*** Supplied data ***

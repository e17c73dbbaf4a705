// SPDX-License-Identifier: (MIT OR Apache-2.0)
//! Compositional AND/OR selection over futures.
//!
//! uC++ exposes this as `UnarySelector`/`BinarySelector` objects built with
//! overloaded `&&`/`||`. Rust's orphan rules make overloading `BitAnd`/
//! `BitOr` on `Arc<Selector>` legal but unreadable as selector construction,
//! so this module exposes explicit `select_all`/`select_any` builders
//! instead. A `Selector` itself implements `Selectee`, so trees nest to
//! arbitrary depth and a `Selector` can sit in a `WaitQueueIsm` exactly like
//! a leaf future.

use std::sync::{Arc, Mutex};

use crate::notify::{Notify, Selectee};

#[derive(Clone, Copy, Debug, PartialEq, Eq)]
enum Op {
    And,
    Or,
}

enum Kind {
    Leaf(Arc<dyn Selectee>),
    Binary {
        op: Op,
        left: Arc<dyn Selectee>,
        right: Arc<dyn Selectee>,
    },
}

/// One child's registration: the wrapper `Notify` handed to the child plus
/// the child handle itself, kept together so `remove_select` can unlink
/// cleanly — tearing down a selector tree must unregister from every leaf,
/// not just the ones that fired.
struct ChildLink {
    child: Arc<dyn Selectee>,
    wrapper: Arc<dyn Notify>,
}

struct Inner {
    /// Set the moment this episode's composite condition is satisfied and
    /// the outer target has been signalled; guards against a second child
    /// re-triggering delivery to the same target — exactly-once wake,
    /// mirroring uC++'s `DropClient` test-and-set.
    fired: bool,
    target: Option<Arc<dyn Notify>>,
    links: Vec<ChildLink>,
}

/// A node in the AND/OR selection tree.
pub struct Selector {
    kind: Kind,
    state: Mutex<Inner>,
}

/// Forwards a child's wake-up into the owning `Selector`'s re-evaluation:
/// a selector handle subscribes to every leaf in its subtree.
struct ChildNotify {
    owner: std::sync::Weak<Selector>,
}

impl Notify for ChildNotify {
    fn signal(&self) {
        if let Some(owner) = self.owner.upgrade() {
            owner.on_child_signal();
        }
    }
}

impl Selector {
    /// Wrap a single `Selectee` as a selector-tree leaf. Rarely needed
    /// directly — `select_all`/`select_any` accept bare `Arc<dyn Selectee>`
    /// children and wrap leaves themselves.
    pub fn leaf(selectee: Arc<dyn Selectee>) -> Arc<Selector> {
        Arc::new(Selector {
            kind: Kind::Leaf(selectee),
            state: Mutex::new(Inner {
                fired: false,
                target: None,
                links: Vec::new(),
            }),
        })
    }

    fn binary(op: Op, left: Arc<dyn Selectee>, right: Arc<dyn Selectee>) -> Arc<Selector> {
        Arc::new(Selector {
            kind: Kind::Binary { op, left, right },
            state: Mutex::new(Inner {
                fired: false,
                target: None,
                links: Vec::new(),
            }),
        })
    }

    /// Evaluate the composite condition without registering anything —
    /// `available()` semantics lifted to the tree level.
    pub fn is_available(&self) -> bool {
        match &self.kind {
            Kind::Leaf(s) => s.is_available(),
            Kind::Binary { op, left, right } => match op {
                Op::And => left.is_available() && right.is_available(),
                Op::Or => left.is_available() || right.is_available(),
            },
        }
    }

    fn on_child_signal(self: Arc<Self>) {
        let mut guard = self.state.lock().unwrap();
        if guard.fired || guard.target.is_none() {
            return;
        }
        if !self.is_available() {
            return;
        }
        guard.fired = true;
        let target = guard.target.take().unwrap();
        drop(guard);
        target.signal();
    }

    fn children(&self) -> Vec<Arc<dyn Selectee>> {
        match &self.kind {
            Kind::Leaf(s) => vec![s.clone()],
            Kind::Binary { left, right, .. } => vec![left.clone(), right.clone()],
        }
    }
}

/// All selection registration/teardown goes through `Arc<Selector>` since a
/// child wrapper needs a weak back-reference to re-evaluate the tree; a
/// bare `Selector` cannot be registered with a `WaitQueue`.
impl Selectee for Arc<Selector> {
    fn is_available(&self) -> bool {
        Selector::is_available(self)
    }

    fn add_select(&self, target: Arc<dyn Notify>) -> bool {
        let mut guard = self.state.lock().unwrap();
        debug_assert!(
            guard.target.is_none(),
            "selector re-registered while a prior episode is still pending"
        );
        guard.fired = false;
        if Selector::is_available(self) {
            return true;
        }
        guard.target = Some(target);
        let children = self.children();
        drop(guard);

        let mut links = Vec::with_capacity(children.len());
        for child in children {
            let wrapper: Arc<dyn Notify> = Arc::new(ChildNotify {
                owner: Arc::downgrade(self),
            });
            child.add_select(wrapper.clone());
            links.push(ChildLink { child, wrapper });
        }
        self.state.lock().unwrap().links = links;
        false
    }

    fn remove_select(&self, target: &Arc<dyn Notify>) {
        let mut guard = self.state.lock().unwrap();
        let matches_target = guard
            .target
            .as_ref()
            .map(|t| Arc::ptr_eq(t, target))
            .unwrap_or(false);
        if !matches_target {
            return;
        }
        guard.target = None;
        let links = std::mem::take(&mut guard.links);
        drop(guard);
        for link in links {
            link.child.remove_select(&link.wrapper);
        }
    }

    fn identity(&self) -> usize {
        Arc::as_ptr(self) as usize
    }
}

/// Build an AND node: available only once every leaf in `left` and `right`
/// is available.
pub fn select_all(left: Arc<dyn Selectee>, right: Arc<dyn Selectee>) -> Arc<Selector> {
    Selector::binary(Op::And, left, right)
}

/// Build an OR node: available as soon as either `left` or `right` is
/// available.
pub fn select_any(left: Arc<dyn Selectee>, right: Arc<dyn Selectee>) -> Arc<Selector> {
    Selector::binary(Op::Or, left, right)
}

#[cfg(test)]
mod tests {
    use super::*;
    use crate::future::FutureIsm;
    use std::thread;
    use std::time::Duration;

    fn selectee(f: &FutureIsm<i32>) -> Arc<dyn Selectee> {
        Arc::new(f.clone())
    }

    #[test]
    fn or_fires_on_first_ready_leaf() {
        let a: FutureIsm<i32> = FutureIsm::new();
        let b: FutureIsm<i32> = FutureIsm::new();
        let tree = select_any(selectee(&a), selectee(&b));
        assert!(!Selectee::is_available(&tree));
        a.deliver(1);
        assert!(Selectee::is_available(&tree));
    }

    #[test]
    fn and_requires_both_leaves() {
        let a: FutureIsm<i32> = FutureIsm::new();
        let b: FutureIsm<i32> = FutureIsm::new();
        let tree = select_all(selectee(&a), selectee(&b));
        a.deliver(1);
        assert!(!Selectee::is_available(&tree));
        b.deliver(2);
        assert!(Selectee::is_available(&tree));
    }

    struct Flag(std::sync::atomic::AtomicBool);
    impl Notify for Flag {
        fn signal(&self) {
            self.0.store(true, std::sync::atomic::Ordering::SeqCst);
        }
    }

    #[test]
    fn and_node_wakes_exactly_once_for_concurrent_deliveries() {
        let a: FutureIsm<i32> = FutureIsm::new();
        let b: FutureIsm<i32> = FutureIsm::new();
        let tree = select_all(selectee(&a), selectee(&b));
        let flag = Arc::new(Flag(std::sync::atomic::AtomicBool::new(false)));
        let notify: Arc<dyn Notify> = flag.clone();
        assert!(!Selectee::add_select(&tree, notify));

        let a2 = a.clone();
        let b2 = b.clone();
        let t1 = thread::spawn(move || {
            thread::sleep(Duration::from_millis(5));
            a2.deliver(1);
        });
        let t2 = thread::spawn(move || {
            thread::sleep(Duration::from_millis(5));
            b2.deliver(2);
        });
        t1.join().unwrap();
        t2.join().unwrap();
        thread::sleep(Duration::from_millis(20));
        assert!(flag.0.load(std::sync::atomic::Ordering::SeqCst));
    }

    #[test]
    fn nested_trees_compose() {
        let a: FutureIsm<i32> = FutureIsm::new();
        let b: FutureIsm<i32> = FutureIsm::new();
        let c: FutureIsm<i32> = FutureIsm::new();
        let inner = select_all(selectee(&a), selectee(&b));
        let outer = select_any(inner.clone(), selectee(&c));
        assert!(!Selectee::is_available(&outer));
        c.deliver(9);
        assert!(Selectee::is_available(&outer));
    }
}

*** End of Supplied data ***
*** Supplied data ***

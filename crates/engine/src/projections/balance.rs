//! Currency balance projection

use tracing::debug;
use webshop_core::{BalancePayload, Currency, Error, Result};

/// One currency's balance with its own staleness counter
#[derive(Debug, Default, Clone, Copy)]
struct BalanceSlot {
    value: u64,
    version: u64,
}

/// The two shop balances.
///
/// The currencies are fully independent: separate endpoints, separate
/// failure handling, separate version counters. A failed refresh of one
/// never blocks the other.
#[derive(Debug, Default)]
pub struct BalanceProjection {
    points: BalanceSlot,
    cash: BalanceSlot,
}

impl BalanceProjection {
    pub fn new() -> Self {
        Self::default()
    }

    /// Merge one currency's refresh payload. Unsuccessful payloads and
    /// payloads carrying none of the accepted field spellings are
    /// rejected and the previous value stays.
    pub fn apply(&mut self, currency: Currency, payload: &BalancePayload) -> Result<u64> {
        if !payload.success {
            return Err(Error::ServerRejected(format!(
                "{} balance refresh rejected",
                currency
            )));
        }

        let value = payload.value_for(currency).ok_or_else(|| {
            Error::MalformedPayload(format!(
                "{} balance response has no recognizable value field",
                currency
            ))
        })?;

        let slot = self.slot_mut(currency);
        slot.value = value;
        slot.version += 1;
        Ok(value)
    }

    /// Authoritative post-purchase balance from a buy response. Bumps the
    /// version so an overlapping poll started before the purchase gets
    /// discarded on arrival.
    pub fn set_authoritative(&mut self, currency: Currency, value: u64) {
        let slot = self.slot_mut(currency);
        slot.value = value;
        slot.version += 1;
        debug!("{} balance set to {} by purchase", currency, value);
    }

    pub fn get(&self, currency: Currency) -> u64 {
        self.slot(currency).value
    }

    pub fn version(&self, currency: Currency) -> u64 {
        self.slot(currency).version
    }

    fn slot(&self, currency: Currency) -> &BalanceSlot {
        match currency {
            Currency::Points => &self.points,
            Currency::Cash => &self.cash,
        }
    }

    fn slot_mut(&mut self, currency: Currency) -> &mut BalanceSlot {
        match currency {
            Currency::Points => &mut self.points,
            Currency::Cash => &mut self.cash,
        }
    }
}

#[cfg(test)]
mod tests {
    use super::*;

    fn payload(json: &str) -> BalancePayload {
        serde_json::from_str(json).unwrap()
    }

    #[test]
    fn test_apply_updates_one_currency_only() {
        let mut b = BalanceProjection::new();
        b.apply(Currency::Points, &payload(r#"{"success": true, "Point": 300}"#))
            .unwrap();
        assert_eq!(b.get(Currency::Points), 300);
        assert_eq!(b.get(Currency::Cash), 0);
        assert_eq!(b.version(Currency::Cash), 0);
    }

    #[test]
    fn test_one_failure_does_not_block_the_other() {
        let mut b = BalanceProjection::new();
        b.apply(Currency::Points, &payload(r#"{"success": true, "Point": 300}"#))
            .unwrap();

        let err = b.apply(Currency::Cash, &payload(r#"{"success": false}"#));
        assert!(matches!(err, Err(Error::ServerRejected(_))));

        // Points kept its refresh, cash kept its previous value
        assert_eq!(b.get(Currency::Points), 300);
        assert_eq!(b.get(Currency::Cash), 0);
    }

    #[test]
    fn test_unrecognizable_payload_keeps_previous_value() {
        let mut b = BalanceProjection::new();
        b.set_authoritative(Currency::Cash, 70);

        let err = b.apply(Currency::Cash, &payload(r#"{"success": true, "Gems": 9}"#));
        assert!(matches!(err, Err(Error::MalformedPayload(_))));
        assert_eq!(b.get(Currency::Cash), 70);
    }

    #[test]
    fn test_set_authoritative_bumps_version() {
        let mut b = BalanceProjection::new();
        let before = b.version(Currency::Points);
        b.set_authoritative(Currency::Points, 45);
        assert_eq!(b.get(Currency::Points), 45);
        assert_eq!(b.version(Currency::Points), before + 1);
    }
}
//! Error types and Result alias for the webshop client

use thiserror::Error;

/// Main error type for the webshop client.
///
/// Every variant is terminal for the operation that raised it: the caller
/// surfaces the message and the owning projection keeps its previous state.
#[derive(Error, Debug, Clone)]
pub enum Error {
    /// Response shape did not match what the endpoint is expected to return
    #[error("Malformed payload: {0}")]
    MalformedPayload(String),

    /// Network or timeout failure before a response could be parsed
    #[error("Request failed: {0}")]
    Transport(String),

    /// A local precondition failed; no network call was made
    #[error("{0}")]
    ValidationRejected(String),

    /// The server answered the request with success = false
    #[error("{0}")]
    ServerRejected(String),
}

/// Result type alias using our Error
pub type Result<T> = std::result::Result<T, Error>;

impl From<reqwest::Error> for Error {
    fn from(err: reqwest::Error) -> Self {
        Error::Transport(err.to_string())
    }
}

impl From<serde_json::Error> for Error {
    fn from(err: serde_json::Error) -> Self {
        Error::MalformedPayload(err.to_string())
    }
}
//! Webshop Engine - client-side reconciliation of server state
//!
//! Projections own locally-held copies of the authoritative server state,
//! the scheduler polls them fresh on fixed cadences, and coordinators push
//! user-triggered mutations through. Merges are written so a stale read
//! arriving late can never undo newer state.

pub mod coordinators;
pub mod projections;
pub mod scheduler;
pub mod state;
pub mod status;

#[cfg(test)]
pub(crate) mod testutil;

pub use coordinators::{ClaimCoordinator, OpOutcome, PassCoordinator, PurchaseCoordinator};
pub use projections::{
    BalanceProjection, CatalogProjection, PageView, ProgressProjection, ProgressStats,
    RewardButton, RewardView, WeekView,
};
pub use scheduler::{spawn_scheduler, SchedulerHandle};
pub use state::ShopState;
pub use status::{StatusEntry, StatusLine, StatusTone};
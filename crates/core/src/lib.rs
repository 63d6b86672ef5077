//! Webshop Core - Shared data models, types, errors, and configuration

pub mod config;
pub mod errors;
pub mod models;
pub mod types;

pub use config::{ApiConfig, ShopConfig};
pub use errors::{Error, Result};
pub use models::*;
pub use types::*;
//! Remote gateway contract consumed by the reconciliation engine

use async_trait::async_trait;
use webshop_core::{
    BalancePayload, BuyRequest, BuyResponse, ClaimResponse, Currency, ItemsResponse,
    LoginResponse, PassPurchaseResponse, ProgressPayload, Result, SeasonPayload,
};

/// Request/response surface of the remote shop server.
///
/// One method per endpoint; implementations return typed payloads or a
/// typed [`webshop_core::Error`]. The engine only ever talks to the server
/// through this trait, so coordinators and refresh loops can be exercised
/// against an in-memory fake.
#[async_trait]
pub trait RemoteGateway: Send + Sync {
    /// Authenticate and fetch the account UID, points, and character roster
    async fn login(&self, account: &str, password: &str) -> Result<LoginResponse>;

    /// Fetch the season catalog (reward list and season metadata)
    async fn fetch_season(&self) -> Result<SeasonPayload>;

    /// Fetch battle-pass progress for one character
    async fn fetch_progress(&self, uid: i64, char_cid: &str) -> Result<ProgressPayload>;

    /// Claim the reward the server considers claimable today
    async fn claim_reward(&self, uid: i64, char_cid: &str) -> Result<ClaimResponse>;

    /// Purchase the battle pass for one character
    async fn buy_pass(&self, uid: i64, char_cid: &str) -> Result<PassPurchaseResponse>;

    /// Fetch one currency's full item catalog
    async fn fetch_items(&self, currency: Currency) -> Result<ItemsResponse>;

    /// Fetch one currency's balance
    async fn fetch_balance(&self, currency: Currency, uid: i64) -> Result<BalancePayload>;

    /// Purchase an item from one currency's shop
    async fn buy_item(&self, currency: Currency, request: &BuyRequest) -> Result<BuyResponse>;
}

*** End of Supplied data ***

Scan the records above. Return every line with "field" in it.

    /// payloads carrying none of the accepted field spellings are
                "{} balance response has no recognizable value field",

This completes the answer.